- WORK REQUEST -
Write out each record a second time, exactly.

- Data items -
use std::path::PathBuf;

use clap::{Parser, Subcommand};
use serde_json::Value;

#[derive(Parser)]
#[command(name = "relay-cli")]
#[command(about = "Command line client for the platform relay", long_about = None)]
struct Cli {
    #[arg(short, long, default_value = "http://localhost:80")]
    url: String,

    #[command(subcommand)]
    command: Commands,
}

#[derive(Subcommand)]
enum Commands {
    /// Check that the relay is alive
    Hello,
    /// List the platform's tags
    Tags,
    /// List every member of a tag
    Members {
        #[arg(long)]
        tag_id: u64,
    },
    /// Push a template message; the file holds the request JSON
    Push {
        #[arg(long)]
        file: PathBuf,
    },
}

#[tokio::main]
async fn main() -> Result<(), Box<dyn std::error::Error>> {
    let cli = Cli::parse();
    let client = reqwest::Client::new();
    let base = cli.url.trim_end_matches('/');

    let res = match cli.command {
        Commands::Hello => client.get(format!("{}/api/hello", base)).send().await?,
        Commands::Tags => client.get(format!("{}/api/tags", base)).send().await?,
        Commands::Members { tag_id } => {
            client
                .get(format!("{}/api/tag/users", base))
                .query(&[("tag_id", tag_id)])
                .send()
                .await?
        }
        Commands::Push { file } => {
            let body: Value = serde_json::from_str(&std::fs::read_to_string(file)?)?;
            client
                .post(format!("{}/api/template/send", base))
                .json(&body)
                .send()
                .await?
        }
    };

    print_response(res).await
}

async fn print_response(res: reqwest::Response) -> Result<(), Box<dyn std::error::Error>> {
    let status = res.status();
    let text = res.text().await?;

    if !status.is_success() {
        eprintln!("Error: relay returned status {}", status);
    }

    match serde_json::from_str::<Value>(&text) {
        Ok(json) => println!("{}", serde_json::to_string_pretty(&json)?),
        Err(_) => println!("{}", text),
    }
    Ok(())
}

- SOLVED EXERCISE -
use std::path::PathBuf;

use clap::{Parser, Subcommand};
use serde_json::Value;

#[derive(Parser)]
#[command(name = "relay-cli")]
#[command(about = "Command line client for the platform relay", long_about = None)]
struct Cli {
    #[arg(short, long, default_value = "http://localhost:80")]
    url: String,

    #[command(subcommand)]
    command: Commands,
}

#[derive(Subcommand)]
enum Commands {
    /// Check that the relay is alive
    Hello,
    /// List the platform's tags
    Tags,
    /// List every member of a tag
    Members {
        #[arg(long)]
        tag_id: u64,
    },
    /// Push a template message; the file holds the request JSON
    Push {
        #[arg(long)]
        file: PathBuf,
    },
}

#[tokio::main]
async fn main() -> Result<(), Box<dyn std::error::Error>> {
    let cli = Cli::parse();
    let client = reqwest::Client::new();
    let base = cli.url.trim_end_matches('/');

    let res = match cli.command {
        Commands::Hello => client.get(format!("{}/api/hello", base)).send().await?,
        Commands::Tags => client.get(format!("{}/api/tags", base)).send().await?,
        Commands::Members { tag_id } => {
            client
                .get(format!("{}/api/tag/users", base))
                .query(&[("tag_id", tag_id)])
                .send()
                .await?
        }
        Commands::Push { file } => {
            let body: Value = serde_json::from_str(&std::fs::read_to_string(file)?)?;
            client
                .post(format!("{}/api/template/send", base))
                .json(&body)
                .send()
                .await?
        }
    };

    print_response(res).await
}

async fn print_response(res: reqwest::Response) -> Result<(), Box<dyn std::error::Error>> {
    let status = res.status();
    let text = res.text().await?;

    if !status.is_success() {
        eprintln!("Error: relay returned status {}", status);
    }

    match serde_json::from_str::<Value>(&text) {
        Ok(json) => println!("{}", serde_json::to_string_pretty(&json)?),
        Err(_) => println!("{}", text),
    }
    Ok(())
}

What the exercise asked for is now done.